Records shown »

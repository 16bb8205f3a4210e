use anyhow::Result;
use tracing::debug;

use crate::repository::RecordStore;
use crate::service::csi::{scorecard, KpiPeriod};
use crate::service::dto::KpiScore;

pub struct CsiDashboard<'a, S: RecordStore> {
    store: &'a S,
}

impl<'a, S: RecordStore> CsiDashboard<'a, S> {
    pub fn new(store: &'a S) -> Self {
        Self { store }
    }

    /// KPI scores for `year` showing the value for `period`, with
    /// year-to-date changes against the year before. Empty when `year` has no
    /// KPI data.
    pub fn scorecard(&self, year: i32, period: KpiPeriod) -> Result<Vec<KpiScore>> {
        let current = match self.store.kpi_dataset(year)? {
            Some(current) => current,
            None => {
                debug!(year, "no KPI data for year");
                return Ok(Vec::new());
            }
        };
        let previous = self.store.kpi_dataset(year - 1)?;
        Ok(scorecard(&current, previous.as_ref(), period))
    }
}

Work instruction »
Start at the first line of the material and write everything out exactly.

Task response »
repository 16bb8205f3a4210e
use anyhow::Result;
use tracing::debug;

use crate::repository::RecordStore;
use crate::service::csi::{scorecard, KpiPeriod};
use crate::service::dto::KpiScore;

pub struct CsiDashboard<'a, S: RecordStore> {
    store: &'a S,
}

impl<'a, S: RecordStore> CsiDashboard<'a, S> {
    pub fn new(store: &'a S) -> Self {
        Self { store }
    }

    /// KPI scores for `year` showing the value for `period`, with
    /// year-to-date changes against the year before. Empty when `year` has no
    /// KPI data.
    pub fn scorecard(&self, year: i32, period: KpiPeriod) -> Result<Vec<KpiScore>> {
        let current = match self.store.kpi_dataset(year)? {
            Some(current) => current,
            None => {
                debug!(year, "no KPI data for year");
                return Ok(Vec::new());
            }
        };
        let previous = self.store.kpi_dataset(year - 1)?;
        Ok(scorecard(&current, previous.as_ref(), period))
    }
}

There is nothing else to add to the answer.